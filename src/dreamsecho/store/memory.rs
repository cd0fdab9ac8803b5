use super::DreamStore;
use crate::error::{DreamError, Result};
use crate::model::DreamRecord;

/// In-memory storage for testing and development.
/// Does NOT persist data.
#[derive(Default)]
pub struct InMemoryStore {
    dreams: Vec<DreamRecord>,
    fail_writes: bool,
    corrupt: bool,
    writes: usize,
    set_aside: Vec<String>,
}

impl InMemoryStore {
    pub fn new() -> Self {
        Self::default()
    }

    /// Pre-populates the store, as if a journal file already existed.
    pub fn with_dreams(dreams: Vec<DreamRecord>) -> Self {
        Self {
            dreams,
            ..Self::default()
        }
    }

    /// Every `save_all` fails with an IO error.
    pub fn failing_writes(mut self) -> Self {
        self.fail_writes = true;
        self
    }

    /// Every `load_all` fails as if the file could not be parsed.
    pub fn corrupt(mut self) -> Self {
        self.corrupt = true;
        self
    }

    /// Snapshot of what a reader would currently find in the store.
    pub fn stored(&self) -> &[DreamRecord] {
        &self.dreams
    }

    pub fn write_count(&self) -> usize {
        self.writes
    }

    /// Tags passed to `set_aside` that actually moved something.
    pub fn set_aside_tags(&self) -> &[String] {
        &self.set_aside
    }
}

impl DreamStore for InMemoryStore {
    fn load_all(&self) -> Result<Vec<DreamRecord>> {
        if self.corrupt {
            return Err(DreamError::Store("journal file is not valid JSON".to_string()));
        }
        Ok(self.dreams.clone())
    }

    fn save_all(&mut self, dreams: &[DreamRecord]) -> Result<()> {
        if self.fail_writes {
            return Err(DreamError::Io(std::io::Error::new(
                std::io::ErrorKind::PermissionDenied,
                "read-only store",
            )));
        }
        self.dreams = dreams.to_vec();
        self.writes += 1;
        Ok(())
    }

    fn set_aside(&mut self, tag: &str) -> Result<Option<String>> {
        if !self.corrupt && self.dreams.is_empty() {
            return Ok(None);
        }
        self.corrupt = false;
        self.dreams.clear();
        self.set_aside.push(tag.to_string());
        Ok(Some(format!("<memory>.{}", tag)))
    }

    fn location(&self) -> String {
        "<memory>".to_string()
    }
}

#[cfg(test)]
mod tests {
    use super::*;
    use chrono::Local;

    #[test]
    fn test_save_then_load() {
        let mut store = InMemoryStore::new();
        let dream = DreamRecord::new(1, "Falling".to_string(), Local::now());
        store.save_all(std::slice::from_ref(&dream)).unwrap();

        assert_eq!(store.load_all().unwrap(), vec![dream]);
        assert_eq!(store.write_count(), 1);
    }

    #[test]
    fn test_failing_writes_keep_previous_contents() {
        let dream = DreamRecord::new(1, "Falling".to_string(), Local::now());
        let mut store = InMemoryStore::with_dreams(vec![dream]).failing_writes();

        assert!(store.save_all(&[]).is_err());
        assert_eq!(store.stored().len(), 1);
        assert_eq!(store.write_count(), 0);
    }

    #[test]
    fn test_corrupt_store_fails_to_load() {
        let store = InMemoryStore::new().corrupt();
        assert!(matches!(store.load_all(), Err(DreamError::Store(_))));
    }

    #[test]
    fn test_set_aside_clears_a_corrupt_store() {
        let mut store = InMemoryStore::new().corrupt();
        assert_eq!(
            store.set_aside("corrupt-1").unwrap().as_deref(),
            Some("<memory>.corrupt-1")
        );
        assert!(store.load_all().unwrap().is_empty());
        assert_eq!(store.set_aside_tags(), ["corrupt-1".to_string()]);
    }
}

============================================================

Transcribe every entry verbatim.

ANSWER TO THIS EXERCISE:
filename src/dreamsecho/store/memory.rs
repository cd0fdab9ac8803b5
use super::DreamStore;
use crate::error::{DreamError, Result};
use crate::model::DreamRecord;

/// In-memory storage for testing and development.
/// Does NOT persist data.
#[derive(Default)]
pub struct InMemoryStore {
    dreams: Vec<DreamRecord>,
    fail_writes: bool,
    corrupt: bool,
    writes: usize,
    set_aside: Vec<String>,
}

impl InMemoryStore {
    pub fn new() -> Self {
        Self::default()
    }

    /// Pre-populates the store, as if a journal file already existed.
    pub fn with_dreams(dreams: Vec<DreamRecord>) -> Self {
        Self {
            dreams,
            ..Self::default()
        }
    }

    /// Every `save_all` fails with an IO error.
    pub fn failing_writes(mut self) -> Self {
        self.fail_writes = true;
        self
    }

    /// Every `load_all` fails as if the file could not be parsed.
    pub fn corrupt(mut self) -> Self {
        self.corrupt = true;
        self
    }

    /// Snapshot of what a reader would currently find in the store.
    pub fn stored(&self) -> &[DreamRecord] {
        &self.dreams
    }

    pub fn write_count(&self) -> usize {
        self.writes
    }

    /// Tags passed to `set_aside` that actually moved something.
    pub fn set_aside_tags(&self) -> &[String] {
        &self.set_aside
    }
}

impl DreamStore for InMemoryStore {
    fn load_all(&self) -> Result<Vec<DreamRecord>> {
        if self.corrupt {
            return Err(DreamError::Store("journal file is not valid JSON".to_string()));
        }
        Ok(self.dreams.clone())
    }

    fn save_all(&mut self, dreams: &[DreamRecord]) -> Result<()> {
        if self.fail_writes {
            return Err(DreamError::Io(std::io::Error::new(
                std::io::ErrorKind::PermissionDenied,
                "read-only store",
            )));
        }
        self.dreams = dreams.to_vec();
        self.writes += 1;
        Ok(())
    }

    fn set_aside(&mut self, tag: &str) -> Result<Option<String>> {
        if !self.corrupt && self.dreams.is_empty() {
            return Ok(None);
        }
        self.corrupt = false;
        self.dreams.clear();
        self.set_aside.push(tag.to_string());
        Ok(Some(format!("<memory>.{}", tag)))
    }

    fn location(&self) -> String {
        "<memory>".to_string()
    }
}

#[cfg(test)]
mod tests {
    use super::*;
    use chrono::Local;

    #[test]
    fn test_save_then_load() {
        let mut store = InMemoryStore::new();
        let dream = DreamRecord::new(1, "Falling".to_string(), Local::now());
        store.save_all(std::slice::from_ref(&dream)).unwrap();

        assert_eq!(store.load_all().unwrap(), vec![dream]);
        assert_eq!(store.write_count(), 1);
    }

    #[test]
    fn test_failing_writes_keep_previous_contents() {
        let dream = DreamRecord::new(1, "Falling".to_string(), Local::now());
        let mut store = InMemoryStore::with_dreams(vec![dream]).failing_writes();

        assert!(store.save_all(&[]).is_err());
        assert_eq!(store.stored().len(), 1);
        assert_eq!(store.write_count(), 0);
    }

    #[test]
    fn test_corrupt_store_fails_to_load() {
        let store = InMemoryStore::new().corrupt();
        assert!(matches!(store.load_all(), Err(DreamError::Store(_))));
    }

    #[test]
    fn test_set_aside_clears_a_corrupt_store() {
        let mut store = InMemoryStore::new().corrupt();
        assert_eq!(
            store.set_aside("corrupt-1").unwrap().as_deref(),
            Some("<memory>.corrupt-1")
        );
        assert!(store.load_all().unwrap().is_empty());
        assert_eq!(store.set_aside_tags(), ["corrupt-1".to_string()]);
    }
}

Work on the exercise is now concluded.